======== DATA FOR ANALYSIS ========

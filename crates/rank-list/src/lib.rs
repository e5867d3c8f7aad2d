//! Rank List
//!
//! Keeps the best `capacity` scored offsets in strict order. Scores compare by
//! interval mean and equal means keep the lower offset ahead. Once full, the
//! worst admitted mean acts as a rejection threshold so callers can skip
//! non-improving candidates without touching the list.

use std::cmp::Ordering;

use fracterval::Fru128;
use serde::{Deserialize, Serialize};
use thiserror::Error;

/// Errors while building a rank list
#[derive(Debug, Clone, PartialEq, Eq, Error)]
pub enum RankError {
    /// A list must hold at least one entry
    #[error("Rank list capacity must be nonzero")]
    ZeroCapacity,

    /// Storage could not be reserved
    #[error("Failed to allocate {0} rank list entries")]
    AllocationFailed(usize),
}

/// Ordering of admitted scores
#[derive(Debug, Clone, Copy, PartialEq, Eq, Default, Serialize, Deserialize)]
#[serde(rename_all = "snake_case")]
pub enum RankOrder {
    /// Smallest scores first
    #[default]
    Ascending,
    /// Largest scores first
    Descending,
    /// Every score in arrival order, no ranking
    Unranked,
}

/// One admitted score and the sweep offset it came from
#[derive(Debug, Clone, Copy, PartialEq, Eq, Serialize, Deserialize)]
pub struct RankEntry {
    pub score: Fru128,
    pub offset: u64,
}

impl RankEntry {
    #[inline]
    fn key_cmp(&self, mean: u128, offset: u64, order: RankOrder) -> Ordering {
        let by_mean = match order {
            RankOrder::Descending => mean.cmp(&self.score.mean()),
            _ => self.score.mean().cmp(&mean),
        };
        by_mean.then(self.offset.cmp(&offset))
    }
}

/// Fixed-capacity sorted list of `(score, offset)` pairs
#[derive(Debug, Clone)]
pub struct RankList {
    entries: Vec<RankEntry>,
    capacity: usize,
    order: RankOrder,
}

impl RankList {
    /// Create a list holding up to `capacity` entries.
    pub fn try_new(capacity: usize, order: RankOrder) -> Result<Self, RankError> {
        if capacity == 0 {
            return Err(RankError::ZeroCapacity);
        }
        let mut entries = Vec::new();
        // ranked inserts briefly hold one extra entry before truncating
        entries
            .try_reserve_exact(capacity + 1)
            .map_err(|_| RankError::AllocationFailed(capacity))?;
        Ok(Self {
            entries,
            capacity,
            order,
        })
    }

    pub fn capacity(&self) -> usize {
        self.capacity
    }

    pub fn order(&self) -> RankOrder {
        self.order
    }

    pub fn len(&self) -> usize {
        self.entries.len()
    }

    pub fn is_empty(&self) -> bool {
        self.entries.is_empty()
    }

    pub fn is_full(&self) -> bool {
        self.entries.len() >= self.capacity
    }

    pub fn clear(&mut self) {
        self.entries.clear();
    }

    /// Mean of the worst admitted entry once the list is full. Ranked lists
    /// admit a candidate only if it beats this value, or ties it with a lower
    /// offset.
    #[inline]
    pub fn threshold(&self) -> Option<u128> {
        match self.order {
            RankOrder::Unranked => None,
            _ if self.is_full() => self.entries.last().map(|e| e.score.mean()),
            _ => None,
        }
    }

    /// Whether a candidate would change the list.
    #[inline]
    pub fn would_admit(&self, mean: u128, offset: u64) -> bool {
        if !self.is_full() {
            return true;
        }
        match (self.order, self.entries.last()) {
            (RankOrder::Unranked, _) | (_, None) => false,
            (order, Some(worst)) => worst.key_cmp(mean, offset, order) == Ordering::Greater,
        }
    }

    /// Offers a candidate. Returns whether it was admitted.
    pub fn insert(&mut self, score: Fru128, offset: u64) -> bool {
        let mean = score.mean();
        if !self.would_admit(mean, offset) {
            return false;
        }
        let entry = RankEntry { score, offset };
        match self.order {
            RankOrder::Unranked => self.entries.push(entry),
            order => {
                let at = self
                    .entries
                    .partition_point(|e| e.key_cmp(mean, offset, order) == Ordering::Less);
                self.entries.insert(at, entry);
                self.entries.truncate(self.capacity);
            }
        }
        true
    }

    pub fn entries(&self) -> &[RankEntry] {
        &self.entries
    }

    pub fn scores(&self) -> impl Iterator<Item = Fru128> + '_ {
        self.entries.iter().map(|e| e.score)
    }

    pub fn offsets(&self) -> impl Iterator<Item = u64> + '_ {
        self.entries.iter().map(|e| e.offset)
    }
}
//! Fallible allocation helpers.

use crate::CacheError;

/// A vector of `len` copies of `value`, or an error if the storage cannot be
/// reserved.
pub(crate) fn filled<T: Clone>(len: usize, value: T, what: &'static str) -> Result<Vec<T>, CacheError> {
    let mut v = Vec::new();
    v.try_reserve_exact(len)
        .map_err(|_| CacheError::AllocationFailed { what, len })?;
    v.resize(len, value);
    Ok(v)
}
impl SweepKernel for DivergenceKernel<'_> {
    fn step(&mut self, exiting: u32, entering: u32, overflow: &mut bool) {
        let logs = &mut self.logs;
        // x and y are sweep counts before the move
        let x = self.sweep.decrement(exiting) as u64 + 1;
        let y = self.sweep.increment(entering) as u64 - 1;

        match &mut self.metric {
            Metric::Diventropy { sum, .. } => {
                let ga = self.other.count(exiting) as u64;
                let gb = self.other.count(entering) as u64;
                let gain = step_term(logs, gb + y + 1, y, overflow);
                let loss = step_term(logs, ga + x, x - 1, overflow);
                *sum = sum.add(gain, overflow).subtract_clamped(loss, overflow);
            }
            Metric::Jensen {
                mixture,
                self_sum,
                mix_sum,
                ..
            } => {
                let ga = self.other.count(exiting) as u64;
                let gb = self.other.count(entering) as u64;
                let gains = mixture
                    .term(logs, ga, x - 1, overflow)
                    .add(mixture.term(logs, gb, y + 1, overflow), overflow);
                let losses = mixture
                    .term(logs, ga, x, overflow)
                    .add(mixture.term(logs, gb, y, overflow), overflow);
                *mix_sum = mix_sum.add(gains, overflow).subtract_clamped(losses, overflow);
                *self_sum = self_sum
                    .add(logs.gd(y + 1, overflow), overflow)
                    .subtract_clamped(logs.gd(x, overflow), overflow);
            }
            Metric::Leidich {
                joint_sum,
                self_sum,
                ..
            } => {
                let ga = self.other.count(exiting) as u64;
                let gb = self.other.count(entering) as u64;
                *joint_sum = joint_sum
                    .add(logs.gd(gb + y + 1, overflow), overflow)
                    .subtract_clamped(logs.gd(ga + x, overflow), overflow);
                *self_sum = self_sum
                    .add(logs.gd(y + 1, overflow), overflow)
                    .subtract_clamped(logs.gd(x, overflow), overflow);
            }
            Metric::Exo {
                cross_sum,
                self_sum,
                elasticity,
                ..
            } => {
                // the exiting mask joins the complement, the entering one leaves it
                let ca = self.other.increment(exiting) as u64 - 1;
                let cb = self.other.decrement(entering) as u64 + 1;
                let gains = logs
                    .ld(ca + 2, overflow)
                    .multiply_u64(x - 1, overflow)
                    .add(logs.ln(cb, overflow), overflow);
                let losses = logs
                    .ln(ca + 1, overflow)
                    .add(logs.ld(cb + 1, overflow).multiply_u64(y, overflow), overflow);
                *cross_sum = cross_sum.add(gains, overflow).subtract_clamped(losses, overflow);
                if *elasticity {
                    *self_sum = self_sum
                        .add(logs.gd(y + 1, overflow), overflow)
                        .subtract_clamped(logs.gd(x, overflow), overflow);
                }
            }
        }
    }

    fn score(&mut self, overflow: &mut bool) -> Fru128 {
        // normalised ratios below are truly at most one, so clipping is sound
        let mut clipped = false;
        match &self.metric {
            Metric::Diventropy { w_ln_total, sum } => {
                let entropy = w_ln_total.subtract_clamped(*sum, overflow);
                match &self.normalizer {
                    Some(normalizer) => normalizer.compressivity(entropy, overflow),
                    None => entropy,
                }
            }
            Metric::Jensen {
                mixture,
                constant,
                self_sum,
                mix_sum,
                per_bit,
                similarity,
            } => {
                let nats = constant
                    .add(self_sum.multiply(mixture.half_sweep), overflow)
                    .subtract_clamped(*mix_sum, overflow);
                let bits = per_bit.apply(nats, &mut clipped);
                if *similarity {
                    bits.not()
                } else {
                    bits
                }
            }
            Metric::Leidich {
                joint_sum,
                needle_sum,
                self_sum,
                per_max,
                similarity,
            } => {
                let shared = joint_sum
                    .subtract_clamped(*needle_sum, overflow)
                    .subtract_clamped(*self_sum, overflow);
                let ls = per_max.apply(shared, &mut clipped);
                if *similarity {
                    ls
                } else {
                    ls.not()
                }
            }
            Metric::Exo {
                raw,
                cross_sum,
                w_ln_w,
                self_sum,
                elasticity,
            } => {
                let exo = raw.subtract_clamped(*cross_sum, overflow);
                if *elasticity {
                    let shannon = w_ln_w.subtract_clamped(*self_sum, overflow);
                    compressivity(shannon, exo, overflow)
                } else {
                    exo
                }
            }
        }
    }
}

impl Context {
    /// Scores every sweep of `masks` against the loaded needle, or for exo
    /// modes against the rest of `masks`.
    ///
    /// Exo modes reuse the needle table, so they unload any needle.
    pub fn divergence_transform(
        &mut self,
        request: &TransformRequest,
        masks: &[u32],
    ) -> Result<TransformResult, EngineError> {
        let (sweep_len, sweep_count) = self.check_request(request, masks, ModeKind::Divergence)?;
        let mode = request.mode;
        let exo = mode.capability().complement;
        if !exo && !self.needle.loaded {
            return Err(EngineError::NeedleMissing(mode));
        }
        if matches!(mode, Mode::Jsd | Mode::Jss) {
            // u = gW + fQ must fit, up to 2QW
            let fits = self
                .needle
                .count
                .checked_mul(request.sweep_len)
                .and_then(|qw| qw.checked_mul(2))
                .is_some();
            if !fits {
                return Err(EngineError::ProductTooLarge(mode));
            }
        }
        let mut ranks = RankList::try_new(request.capacity(sweep_count), request.order)?;

        let mut overflow = false;
        let normalizer = (mode == Mode::Divcompressivity).then(|| {
            let raw = self.raw_entropy(request.sweep_len, &mut overflow);
            Normalizer::new(raw, &mut overflow)
        });
        let shape = Shape {
            needle_count: self.needle.count,
            haystack_len: masks.len() as u64,
            sweep_len: request.sweep_len,
            span: self.span(),
        };

        let Context {
            edge0,
            edge1,
            distinct,
            needle,
            logs,
            ..
        } = &mut *self;
        let Some(other) = edge0.as_mut() else {
            return Err(EngineError::ModeNotEnabled(mode));
        };

        if exo {
            if needle.loaded {
                other.clear();
                needle.reset();
            }
            other.accrue(masks);
        }
        sweep::begin(edge1, distinct, &masks[..sweep_len]);
        if exo {
            other.subtract_table(edge1)?;
        }

        let mut kernel = DivergenceKernel::new(
            mode,
            edge1,
            other,
            distinct,
            &needle.distinct,
            ScaledLogs::new(logs),
            shape,
            normalizer,
            &mut overflow,
        )?;
        sweep::run(&mut kernel, masks, sweep_len, &mut ranks, &mut overflow);
        kernel.logs.trace_stats(mode.name());

        let last = sweep::last_sweep(masks, sweep_len);
        self.edge1.unaccrue(last);
        if exo {
            if let Some(complement) = self.edge0.as_mut() {
                complement.accrue(last);
                complement.unaccrue(masks);
            }
        }

        debug!(
            "{} transform: {} sweeps of {} masks against {} masks, {} kept, overflow={}",
            mode,
            sweep_count,
            sweep_len,
            if exo { masks.len() as u64 - request.sweep_len } else { shape.needle_count },
            ranks.len(),
            overflow
        );
        if overflow {
            warn!("{} transform overflowed; scores are saturated bounds", mode);
        }
        Ok(TransformResult::from_ranks(
            mode,
            sweep_count,
            &ranks,
            request.want_offsets,
            overflow,
        ))
    }
}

========

• [WHAT THIS TASK INVOLVES] Only the lines of the data holding the string "ZeroCapacity" are wanted; copy each of them.

• [TASK RESPONSE]
    ZeroCapacity,
            return Err(RankError::ZeroCapacity);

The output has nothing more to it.